Одиночный режим пал. Он сломлен. Это ясно и по доносящимся из коридора немыслимо громким голосам заключенных, и по лицам надзирателей, на которых легко прочитываются невнимание и посторонние мысли. Они, естественно, обеспокоены предстоящим сокращением штатов. Даже вороны на щите ведут себя менее сосредоточенно, чем обычно.
Близится конец нашего шлиссельбургского периода. В виски снова со страшной тревогой и великой надеждой стучит пастернаковское: "Каторга! Какая благодать!"
47. БАНЯ! ПРОСТО ОБЫКНОВЕННАЯ БАНЯ!
— Приготовьтесь в баню!
В этом возгласе еще не содержалось ничего удивительного. Так предупреждали каждые две недели.
— Взять с собой бушлаты!
А вот это уже наполнено лихорадочным трепетом последних дней. Бушлаты? В баню? В эту одиночную душевую клетку, куда мы с превеликим трудом втискиваемся вдвоем в костюмах Евы? Да и что там делать с бушлатами?
Страстно обсуждаем эту новость, применяем шерлокхолмсовский дедуктивный метод и приходим к потрясающему выводу: баня будет общей! Бушлаты пойдут в дезинфекцию. Это последние мероприятия перед этапом. Это окончательное крушение шлиссельбургского режима.
И оказывается — мы совершенно правы. Наступает удивительная, незабываемая минута. Нас выводят в коридор и...
То, что мы видим там, потрясает все наше существо. Двери двух соседних камер раскрыты настежь, и около них, в полутьме коридора, вырисовываются четыре темных женских силуэта в ежовских формочках. Такие же, как мы.
Какие же они жалкие, измученные, прогоркшие от горя... Такие же, как мы. Исхудалые тела потеряли женскую округлость, в глазах знакомое выражение — то самое.
Нас уже больше не прячут и не отделяют друг от друга. Наоборот, нам приказывают строиться в пары по две, и я с чувством горячей сестринской любви и преданности жму потихоньку руку той, что стоит ближе ко мне. А та, что стоит немного в сторонке, небольшая, коротко стриженная, делает шаг мне навстречу и шепчет:
— Ты, Женя, да? Я Ольга... Твой собственный корреспондент.
— Стенкор, — шучу я, улыбаясь Ольге. Вот она, значит, какая. Не совсем такая, как рисовалась мне через стенку.

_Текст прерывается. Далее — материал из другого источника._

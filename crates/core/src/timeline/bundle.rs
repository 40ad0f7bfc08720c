//! The assembled, read-only timeline snapshot

use std::collections::BTreeMap;

use salestrail_domain::{
    CancelRequest, FollowUpEvent, LeadId, Payment, ProformaInvoice, Quotation, QuotationId,
    TransferInfo,
};
use serde::Serialize;

use crate::correlation::{self, PaymentSummary, PaymentType, QuotationLedger};

/// Everything relevant to one customer's history, fetched in one pass.
///
/// A bundle is rebuilt from scratch on every fetch and never patched. The
/// query methods below are in-memory lookups over the snapshot.
#[derive(Debug, Clone, PartialEq, Serialize)]
pub struct TimelineBundle {
    pub lead_id: LeadId,
    pub history: Vec<FollowUpEvent>,
    pub quotations: Vec<Quotation>,
    /// PIs per quotation, originals before revisions
    pub pis_by_quotation_id: BTreeMap<QuotationId, Vec<ProformaInvoice>>,
    /// Quotations with at least one PI, in quotation order
    pub quotations_with_pi: Vec<QuotationId>,
    /// Payments of every quotation with a PI, most recent first
    pub payments: Vec<Payment>,
    pub payment_summary: Option<PaymentSummary>,
    pub transfer_info: Option<TransferInfo>,
    pub cancel_requests: Vec<CancelRequest>,
}

impl TimelineBundle {
    pub fn quotation(&self, quotation_id: QuotationId) -> Option<&Quotation> {
        self.quotations.iter().find(|quotation| quotation.id == quotation_id)
    }

    /// PIs for a quotation; empty when it has none or its fetch failed.
    pub fn pis_for(&self, quotation_id: QuotationId) -> &[ProformaInvoice] {
        self.pis_by_quotation_id.get(&quotation_id).map(Vec::as_slice).unwrap_or(&[])
    }

    pub fn has_pending_cancel_request(&self, quotation_id: QuotationId) -> bool {
        correlation::has_pending_cancel_request(&self.cancel_requests, quotation_id)
    }

    pub fn get_cancel_request(&self, quotation_id: QuotationId) -> Option<&CancelRequest> {
        correlation::get_cancel_request(&self.cancel_requests, quotation_id)
    }

    pub fn has_approved_pi(&self, quotation_id: QuotationId) -> bool {
        correlation::has_approved_pi(self.pis_for(quotation_id))
    }

    pub fn resolve_payment_quotation(&self, payment: &Payment) -> Option<QuotationId> {
        correlation::resolve_payment_quotation(payment, &self.quotations)
    }

    /// The PI a payment belongs to, searched only within its own quotation.
    /// `None` means no "view PI" link can be offered.
    pub fn resolve_payment_pi(&self, payment: &Payment) -> Option<&ProformaInvoice> {
        let quotation_id = self.resolve_payment_quotation(payment)?;
        correlation::resolve_payment_pi(payment, self.pis_for(quotation_id))
    }

    pub fn classify_payment(&self, payment: &Payment) -> PaymentType {
        correlation::classify_payment_type(payment)
    }

    /// Payments that resolve to the quotation, in bundle order.
    pub fn payments_for(&self, quotation_id: QuotationId) -> Vec<&Payment> {
        self.payments
            .iter()
            .filter(|payment| self.resolve_payment_quotation(payment) == Some(quotation_id))
            .collect()
    }

    /// Locally computed paid/due figures for one quotation.
    pub fn quotation_ledger(&self, quotation_id: QuotationId) -> Option<QuotationLedger> {
        let quotation = self.quotation(quotation_id)?;
        Some(correlation::quotation_ledger(quotation, self.payments_for(quotation_id)))
    }
}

Какими словами передать чувство одиночника, два года не видевшего никого, кроме тюремщиков, при виде своих товарищей по заключению! Люди! Это вы, дорогие! А я уж думала — никогда не увижу вас. Какое счастье — вы снова со мной. Я хочу любить вас и приносить вам пользу.
Нас выводят в незнакомую часть двора. Там еще человек десять женщин. Надзиратели еще шипят: "Без разговоров", — но мы уже переговариваемся улыбками, взглядами, рукопожатиями. Нет ли тут знакомых по Бутыркам? Нет, не нахожу. Все лица к тому же как-то унифицированы одинаковой уродливой одеждой и общим выражением глаз.
Да, это была обыкновенная баня, с деревянными скамейками, дымящимися от вылитого на них кипятка, с пышной мыльной пеной в жестяных тазах, с гулким эхом голосов. Но все эти обыденные детали обстановки как бы зачеркивались тем душевным подъемом — не побоюсь сказать: пафосом человечности, которым мы все были тогда охвачены.